* **Problem details**
Give again the entries below exactly, beginning at the first line and ending at the line with "#[derive(Debug, Clone, PartialEq, Serialize, Deserialize)]".

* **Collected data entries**
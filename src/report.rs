// Benchmark Report - console summary and JSON rendering

use chrono::{DateTime, Utc};
use colored::*;
use serde::{Deserialize, Serialize};
use std::path::Path;
use std::time::Duration;

use crate::config::BenchConfig;
use crate::statistics::StatisticsAccumulator;

const MIB: f64 = 1024.0 * 1024.0;

/// Aggregate results of one run, reported in microseconds
#[derive(Debug, Clone, PartialEq, Serialize, Deserialize)]
pub struct Summary {
    pub count: u64,
    /// None until at least one sample was taken
    pub min_us: Option<f64>,
    pub max_us: Option<f64>,
    pub mean_us: Option<f64>,
    /// None (JSON null) when fewer than two samples were taken
    pub stddev_us: Option<f64>,
    pub cv_percent: Option<f64>,
    /// size x inner loops x iterations
    pub total_bytes: u64,
    pub total_time_ns: u64,
    pub throughput_mib_s: Option<f64>,
}

fn finite(value: f64) -> Option<f64> {
    value.is_finite().then_some(value)
}

impl Summary {
    pub fn from_accumulator(
        stats: &StatisticsAccumulator,
        total_bytes: u64,
        total_time: Duration,
    ) -> Self {
        let us = |ns: Option<f64>| ns.map(|v| v / 1000.0);
        let seconds = total_time.as_secs_f64();
        Self {
            count: stats.count(),
            min_us: us(stats.min()),
            max_us: us(stats.max()),
            mean_us: us(stats.mean()),
            stddev_us: finite(stats.stddev() / 1000.0),
            cv_percent: finite(stats.coefficient_of_variation()),
            total_bytes,
            total_time_ns: total_time.as_nanos() as u64,
            throughput_mib_s: (seconds > 0.0).then(|| total_bytes as f64 / seconds / MIB),
        }
    }

    /// `Done. min=…μs max=…μs mean=…μs stddev=…μs (cv …%) (… MiB/s)`
    pub fn done_line(&self) -> String {
        let mut line = format!(
            "Done. min={}μs max={}μs mean={}μs stddev={}μs",
            format_g(self.min_us.unwrap_or(f64::NAN)),
            format_g(self.max_us.unwrap_or(f64::NAN)),
            format_g(self.mean_us.unwrap_or(f64::NAN)),
            format_g(self.stddev_us.unwrap_or(f64::NAN)),
        );
        if let Some(cv) = self.cv_percent {
            line.push_str(&format!(" (cv {}%)", format_g(cv)));
        }
        if let Some(mib) = self.throughput_mib_s {
            line.push_str(&format!(" ({} MiB/s)", format_g(mib)));
        }
        line
    }
}

/// `Starting test: <MODE>, <en|de>crypt, keysize=<K> bits, size=<S> bytes, loops=<N>`
pub fn start_line(config: &BenchConfig) -> String {
    format!(
        "Starting test: {}, size={} bytes, loops={}",
        config.cipher_config(),
        config.buffer_size,
        config.outer_iterations
    )
}

/// Six significant digits with trailing zeros removed, like printf's %g
pub fn format_g(value: f64) -> String {
    if value.is_nan() {
        return "nan".to_string();
    }
    if value.is_infinite() {
        return if value > 0.0 { "inf" } else { "-inf" }.to_string();
    }
    if value == 0.0 {
        return "0".to_string();
    }

    fn trim(s: &str) -> &str {
        if s.contains('.') {
            s.trim_end_matches('0').trim_end_matches('.')
        } else {
            s
        }
    }

    // exponent of the value after rounding to six significant digits
    let sci = format!("{:.5e}", value);
    let Some((mantissa, exp)) = sci.split_once('e') else {
        return sci;
    };
    let exp: i32 = exp.parse().unwrap_or(0);

    if !(-4..6).contains(&exp) {
        format!(
            "{}e{}{:02}",
            trim(mantissa),
            if exp < 0 { '-' } else { '+' },
            exp.abs()
        )
    } else {
        let decimals = (5 - exp) as usize;
        trim(&format!("{:.*}", decimals, value)).to_string()
    }
}

/// Full record of a run
#[derive(Debug, Clone, Serialize, Deserialize)]
pub struct BenchmarkReport {
    pub timestamp: DateTime<Utc>,
    pub transport: String,
    /// Key and IV overrides are replaced by a marker
    pub config: BenchConfig,
    pub clock_resolution_ns: Option<u64>,
    pub summary: Summary,
}

impl BenchmarkReport {
    pub fn new(
        transport: &str,
        config: &BenchConfig,
        clock_resolution: Option<Duration>,
        summary: Summary,
    ) -> Self {
        let redact = |v: &Option<String>| v.as_ref().map(|_| "<configured>".to_string());
        let config = BenchConfig {
            key_hex: redact(&config.key_hex),
            iv_hex: redact(&config.iv_hex),
            ..config.clone()
        };
        Self {
            timestamp: Utc::now(),
            transport: transport.to_string(),
            config,
            clock_resolution_ns: clock_resolution.map(|d| d.as_nanos() as u64),
            summary,
        }
    }

    pub fn print_summary(&self) {
        println!("{}", self.summary.done_line());
    }

    /// Detailed block shown with -v
    pub fn print_details(&self) {
        println!(
            "\n{}",
            "═══════════════════════════════════════════════════════".bright_blue()
        );
        println!(
            "{} AES benchmark over {} transport",
            "ℹ".bright_blue(),
            self.transport.bright_white().bold()
        );
        println!(
            "{}",
            "═══════════════════════════════════════════════════════".bright_blue()
        );
        println!("Configuration:     {}", self.config.cipher_config());
        println!(
            "Layout:            {}",
            if self.config.in_place {
                "in-place"
            } else {
                "separate"
            }
        );
        println!("Input:             {}", self.config.input_mode);
        println!("Iterations:        {}", self.summary.count);
        println!("Inner loops:       {}", self.config.inner_loops);
        println!("Bytes processed:   {}", self.summary.total_bytes);
        println!(
            "Measured time:     {:.3} ms",
            self.summary.total_time_ns as f64 / 1e6
        );
        if let Some(mib) = self.summary.throughput_mib_s {
            println!("Throughput:        {} MiB/s", format!("{:.2}", mib).green().bold());
        }
        println!();
    }

    pub fn to_json(&self) -> serde_json::Result<String> {
        serde_json::to_string_pretty(self)
    }

    pub fn write_json(&self, path: impl AsRef<Path>) -> std::io::Result<()> {
        let json = self.to_json().map_err(std::io::Error::other)?;
        std::fs::write(path, json)
    }
}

* **Expected answer**
filename src/report.rs
// Benchmark Report - console summary and JSON rendering

use chrono::{DateTime, Utc};
use colored::*;
use serde::{Deserialize, Serialize};
use std::path::Path;
use std::time::Duration;

use crate::config::BenchConfig;
use crate::statistics::StatisticsAccumulator;

const MIB: f64 = 1024.0 * 1024.0;

/// Aggregate results of one run, reported in microseconds
#[derive(Debug, Clone, PartialEq, Serialize, Deserialize)]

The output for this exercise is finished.